Horse Gestation Chart

A horse gestation period is almost a full year. And it seems to have gone too fast for many owners! Early choices affect what occurs during the final weeks of gestation, getting familiar with quiet first few months can avoid trouble down the road. In fact, most growth occurs long before you see the roundness in your mare’s abdomen; month-by-month the chart details how fetus is developing. It begins tiny but soon has a beating heart and an established body plan. During the second half of months, she will kick (and her lungs even begin practicing breaths). Recognizing what is normal allows you to notice abnormalities, as you learn about expected progression at every step.

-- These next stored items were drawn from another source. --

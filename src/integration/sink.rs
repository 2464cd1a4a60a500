//! Destinations for aggregated records.

use std::fs::{self, File, OpenOptions};
use std::io::{BufRead, BufReader, ErrorKind, Write};
use std::path::{Path, PathBuf};

use tracing::{info, warn};

use crate::aggregation::AggregatedRecord;
use crate::error::{Error, Result};

/// Column titles of the report table. The fourth column is reserved and
/// always left empty.
pub const REPORT_HEADER: [&str; 6] = [
    "Timestamp",
    "Total Vehicle Count",
    "Direction Counts",
    "",
    "Total Vehicles per Hour",
    "Unique Vehicles per Hour",
];

/// Append-only receiver of one record per reporting cycle.
pub trait ReportSink {
    fn write(&mut self, record: &AggregatedRecord) -> Result<()>;
}

/// Keeps every record in memory.
#[derive(Debug, Clone, Default)]
pub struct MemorySink {
    records: Vec<AggregatedRecord>,
}

impl MemorySink {
    pub fn new() -> Self {
        Self::default()
    }

    pub fn records(&self) -> &[AggregatedRecord] {
        &self.records
    }
}

impl ReportSink for MemorySink {
    fn write(&mut self, record: &AggregatedRecord) -> Result<()> {
        self.records.push(record.clone());
        Ok(())
    }
}

/// CSV table with [`REPORT_HEADER`] as its first row.
///
/// A file whose first row is not that header is moved aside to
/// `<name>.bak` and a fresh table is started.
#[derive(Debug, Clone)]
pub struct CsvReportSink {
    path: PathBuf,
}

impl CsvReportSink {
    pub fn new(path: impl Into<PathBuf>) -> Self {
        Self { path: path.into() }
    }

    pub fn path(&self) -> &Path {
        &self.path
    }

    fn header_line() -> String {
        csv_row(REPORT_HEADER.iter().map(|s| s.to_string()))
    }

    fn has_expected_header(&self) -> std::io::Result<Option<bool>> {
        let file = match File::open(&self.path) {
            Ok(file) => file,
            Err(e) if e.kind() == ErrorKind::NotFound => return Ok(None),
            Err(e) => return Err(e),
        };
        let mut first = String::new();
        BufReader::new(file).read_line(&mut first)?;
        Ok(Some(first.trim_end_matches(['\r', '\n']) == Self::header_line()))
    }

    fn start_fresh(&self) -> std::io::Result<()> {
        let mut file = File::create(&self.path)?;
        writeln!(file, "{}", Self::header_line())
    }

    fn prepare(&self) -> std::io::Result<()> {
        match self.has_expected_header() {
            Ok(Some(true)) => Ok(()),
            Ok(None) => {
                info!(path = %self.path.display(), "creating report file");
                self.start_fresh()
            }
            Ok(Some(false)) | Err(_) => {
                let mut backup = self.path.clone().into_os_string();
                backup.push(".bak");
                warn!(
                    path = %self.path.display(),
                    backup = ?backup,
                    "report file not found or invalid, creating a new one"
                );
                if let Err(e) = fs::rename(&self.path, &backup) {
                    warn!(error = %e, "could not move old report file aside");
                }
                self.start_fresh()
            }
        }
    }
}

impl ReportSink for CsvReportSink {
    fn write(&mut self, record: &AggregatedRecord) -> Result<()> {
        let sink_error = |source| Error::Sink {
            path: self.path.clone(),
            source,
        };
        self.prepare().map_err(sink_error)?;

        let row = csv_row([
            record.formatted_timestamp(),
            record.interval_vehicle_count.to_string(),
            record.direction_summary(),
            String::new(),
            record.total_vehicles_per_hour.to_string(),
            record.unique_vehicles_per_hour.to_string(),
        ]);
        let mut file = OpenOptions::new()
            .append(true)
            .open(&self.path)
            .map_err(sink_error)?;
        writeln!(file, "{row}").map_err(sink_error)
    }
}

fn csv_field(field: &str) -> String {
    if field.contains([',', '"', '\n', '\r']) {
        format!("\"{}\"", field.replace('"', "\"\""))
    } else {
        field.to_string()
    }
}

fn csv_row(fields: impl IntoIterator<Item = String>) -> String {
    fields
        .into_iter()
        .map(|f| csv_field(&f))
        .collect::<Vec<_>>()
        .join(",")
}

#[cfg(test)]
mod tests {
    use std::collections::BTreeMap;

    use super::*;

    fn scratch(name: &str) -> PathBuf {
        let dir = std::env::temp_dir().join(format!("roadscout-sink-{}", std::process::id()));
        fs::create_dir_all(&dir).unwrap();
        let path = dir.join(name);
        let _ = fs::remove_file(&path);
        let mut backup = path.clone().into_os_string();
        backup.push(".bak");
        let _ = fs::remove_file(backup);
        path
    }

    fn record(directions: &[(&str, usize)]) -> AggregatedRecord {
        AggregatedRecord {
            timestamp: 1_700_000_000.0,
            interval_vehicle_count: 4,
            direction_counts: directions
                .iter()
                .map(|&(k, v)| (k.to_string(), v))
                .collect::<BTreeMap<_, _>>(),
            total_vehicles_per_hour: 9,
            unique_vehicles_per_hour: 6,
        }
    }

    #[test]
    fn test_csv_quoting() {
        assert_eq!(csv_field("plain"), "plain");
        assert_eq!(csv_field("0 -> 1: 2, 1 -> 0: 1"), "\"0 -> 1: 2, 1 -> 0: 1\"");
        assert_eq!(csv_field("say \"hi\""), "\"say \"\"hi\"\"\"");
    }

    #[test]
    fn test_header_written_once() {
        let path = scratch("report.csv");
        let mut sink = CsvReportSink::new(&path);
        sink.write(&record(&[("0 -> 1", 2), ("1 -> 0", 1)])).unwrap();
        sink.write(&record(&[])).unwrap();

        let text = fs::read_to_string(&path).unwrap();
        let lines: Vec<&str> = text.lines().collect();
        assert_eq!(lines.len(), 3);
        assert_eq!(
            lines[0],
            "Timestamp,Total Vehicle Count,Direction Counts,,Total Vehicles per Hour,Unique Vehicles per Hour"
        );
        assert!(lines[1].ends_with(",4,\"0 -> 1: 2, 1 -> 0: 1\",,9,6"));
        assert!(lines[2].ends_with(",4,,,9,6"));
    }

    #[test]
    fn test_foreign_file_is_replaced() {
        let path = scratch("foreign.csv");
        fs::write(&path, "something,else\n1,2\n").unwrap();

        let mut sink = CsvReportSink::new(&path);
        sink.write(&record(&[])).unwrap();

        let text = fs::read_to_string(&path).unwrap();
        assert!(text.starts_with("Timestamp,"));
        assert_eq!(text.lines().count(), 2);

        let mut backup = path.into_os_string();
        backup.push(".bak");
        assert_eq!(fs::read_to_string(backup).unwrap(), "something,else\n1,2\n");
    }

    #[test]
    fn test_memory_sink() {
        let mut sink = MemorySink::new();
        sink.write(&record(&[])).unwrap();
        assert_eq!(sink.records().len(), 1);
    }
}
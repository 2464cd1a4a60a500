//! One tracker per camera, merged into a single per-tick view.

use std::collections::{BTreeMap, BTreeSet};

use serde::{Deserialize, Serialize};
use tracing::{debug, warn};

use crate::coordinator::sightings::SightingHistory;
use crate::coordinator::vehicle_id::{IdNamespace, VehicleId};
use crate::tracker::{CentroidTracker, Detection, TrackerConfig};

/// Where per-camera object IDs come from.
#[derive(Debug, Clone, Copy, Default, PartialEq, Eq, Serialize, Deserialize)]
#[serde(rename_all = "snake_case")]
pub enum TrackingMode {
    /// The coordinator runs a [`CentroidTracker`] per camera.
    #[default]
    Centroid,
    /// Boxes arrive with `track_id` set by an external tracker.
    External,
}

#[derive(Debug, Clone, Copy, PartialEq, Eq)]
pub struct CoordinatorConfig {
    pub mode: TrackingMode,
    pub namespace: IdNamespace,
    pub tracker: TrackerConfig,
    /// Consecutive ticks a camera may go without a frame before its objects
    /// are dropped. `None` keeps them until the camera comes back.
    pub stale_camera_ticks: Option<u32>,
}

impl Default for CoordinatorConfig {
    fn default() -> Self {
        let tracker = TrackerConfig::default();
        Self {
            mode: TrackingMode::default(),
            namespace: IdNamespace::default(),
            stale_camera_ticks: Some(tracker.max_disappeared),
            tracker,
        }
    }
}

#[derive(Debug, Clone)]
struct CameraSlot {
    tracker: CentroidTracker,
    missed_ticks: u32,
}

/// Result of one coordinator tick.
#[derive(Debug, Clone, Default, PartialEq)]
pub struct TickView {
    pub timestamp: f64,
    /// IDs visible this tick, per camera that delivered a frame
    pub current_vehicle_ids: BTreeMap<usize, BTreeSet<VehicleId>>,
    /// Camera sequence of every vehicle with at least two sightings
    pub directions: BTreeMap<VehicleId, Vec<usize>>,
}

impl TickView {
    /// Sum of visible IDs over all cameras.
    pub fn interval_vehicle_count(&self) -> usize {
        self.current_vehicle_ids.values().map(BTreeSet::len).sum()
    }

    pub fn visible_ids(&self) -> impl Iterator<Item = VehicleId> + '_ {
        self.current_vehicle_ids.values().flatten().copied()
    }
}

pub struct MultiCameraCoordinator {
    config: CoordinatorConfig,
    cameras: BTreeMap<usize, CameraSlot>,
    history: SightingHistory,
}

impl MultiCameraCoordinator {
    pub fn new(config: CoordinatorConfig) -> Self {
        Self {
            config,
            cameras: BTreeMap::new(),
            history: SightingHistory::new(),
        }
    }

    /// Register cameras up front so a camera that never delivers a frame is
    /// still accounted for by stale-camera handling.
    pub fn with_cameras(mut self, cameras: impl IntoIterator<Item = usize>) -> Self {
        for camera in cameras {
            self.cameras
                .entry(camera)
                .or_insert_with(|| CameraSlot::new(self.config.tracker));
        }
        self
    }

    pub fn config(&self) -> &CoordinatorConfig {
        &self.config
    }

    pub fn camera_ids(&self) -> impl Iterator<Item = usize> + '_ {
        self.cameras.keys().copied()
    }

    pub fn tracker(&self, camera: usize) -> Option<&CentroidTracker> {
        self.cameras.get(&camera).map(|slot| &slot.tracker)
    }

    pub fn history(&self) -> &SightingHistory {
        &self.history
    }

    /// Advance one tick.
    ///
    /// `frames` holds the boxes of every camera that produced a frame. A
    /// camera missing from `frames` failed to read: its tracker is not
    /// advanced, which is different from a frame with no detections.
    pub fn update(&mut self, now: f64, frames: &BTreeMap<usize, Vec<Detection>>) -> TickView {
        let tracker_config = self.config.tracker;
        let namespace = self.config.namespace;
        let mut current_vehicle_ids = BTreeMap::new();

        for (&camera, detections) in frames {
            let slot = self
                .cameras
                .entry(camera)
                .or_insert_with(|| CameraSlot::new(tracker_config));
            slot.missed_ticks = 0;

            let ids: BTreeSet<VehicleId> = match self.config.mode {
                TrackingMode::Centroid => slot
                    .tracker
                    .update(detections)
                    .iter()
                    .filter(|o| o.is_visible())
                    .map(|o| namespace.vehicle_id(camera, o.id))
                    .collect(),
                TrackingMode::External => {
                    let untracked = detections.iter().filter(|d| d.track_id.is_none()).count();
                    if untracked > 0 {
                        debug!(camera, untracked, "dropping boxes without an external track id");
                    }
                    detections
                        .iter()
                        .filter_map(|d| d.track_id)
                        .filter_map(|id| {
                            let vehicle = namespace.try_vehicle_id(camera, id);
                            if vehicle.is_none() {
                                warn!(
                                    camera,
                                    track_id = id,
                                    "track id too wide for the id namespace, dropping box"
                                );
                            }
                            vehicle
                        })
                        .collect()
                }
            };

            for &id in &ids {
                self.history.record(id, camera, now);
            }
            current_vehicle_ids.insert(camera, ids);
        }

        self.age_missing_cameras(frames);

        TickView {
            timestamp: now,
            current_vehicle_ids,
            directions: self.history.directions(),
        }
    }

    fn age_missing_cameras(&mut self, frames: &BTreeMap<usize, Vec<Detection>>) {
        let limit = self.config.stale_camera_ticks;
        for (&camera, slot) in self.cameras.iter_mut() {
            if frames.contains_key(&camera) {
                continue;
            }
            slot.missed_ticks = slot.missed_ticks.saturating_add(1);
            match limit {
                Some(limit) if slot.missed_ticks > limit && !slot.tracker.is_empty() => {
                    warn!(
                        camera,
                        missed_ticks = slot.missed_ticks,
                        dropped = slot.tracker.len(),
                        "camera stalled, dropping its tracked objects"
                    );
                    slot.tracker.reset();
                }
                _ if slot.missed_ticks == 1 => debug!(camera, "no frame from camera this tick"),
                _ => {}
            }
        }
    }
}

impl CameraSlot {
    fn new(config: TrackerConfig) -> Self {
        Self {
            tracker: CentroidTracker::new(config),
            missed_ticks: 0,
        }
    }
}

Slowly, nutrition grows. In the first trimester, the mare does not need extra grain, just steady access to good forage and a basic mineral supplement. The second trimester require more. By the end, the foal will gain almost a kilogram per day. The change is gradual; many owners underfeed until close to foaling time, when they realize horse has lost weight. Prevent this by regularly checking body condition scores and adding calories at the right time.

How to Care for Your Pregnant Horse

When the foal’s size reduces appetite, there are no feeding problems. The same applies to exercise rules. The middle months are when light exercise improve muscle tone and circulation. Later in the third trimester, it’s about comfort, which means avoiding slips on slick surfaces. Riding gives way to hand-walking, not because the mare is delicate, but simply because a poorly placed foot could injure her. Keeping things gentle protects all those months of preparation.

Labor stages are underestimated by new owners. The cervix opening stage (stage one) will last several hours and may look like mild colic. Water breaking starts stage two, which should conclude in no more than half an hour. If not, there could be trouble; know your vet’s number and use it rather then chart time. After birth, passing the placenta is stage three. It is easy to forget since birth was just done. However, if the placenta isn’t passed, infection occur fast. Watch for this step.

On day one, there are no-nonsense time lines for the foal: stand up in an hour; nurse in three hours; poop out in six hours. Why? These steps confirm that the foal took up antibodies via colostrum and are not random. If it misses one of them, call the vet. Don’t assume things will work out.

This is where 340-day average comes in handy. Since we know when the service was done, we also know approximate timeframe she could deliver. The spread is 320-370 days. That’s wide enough to catch an owner off-guard if they choose one date, but not so wide as to have to watch her like a hawk for a month just hoping something will happen.

Daily decisions made with careful management will pay off if you are patient. They can be either a healthy foal who needs little assistance, or one who would of needed some help. Knowing the chart stages and tracking your decision-making along them helps make those last few hours less a guessing game.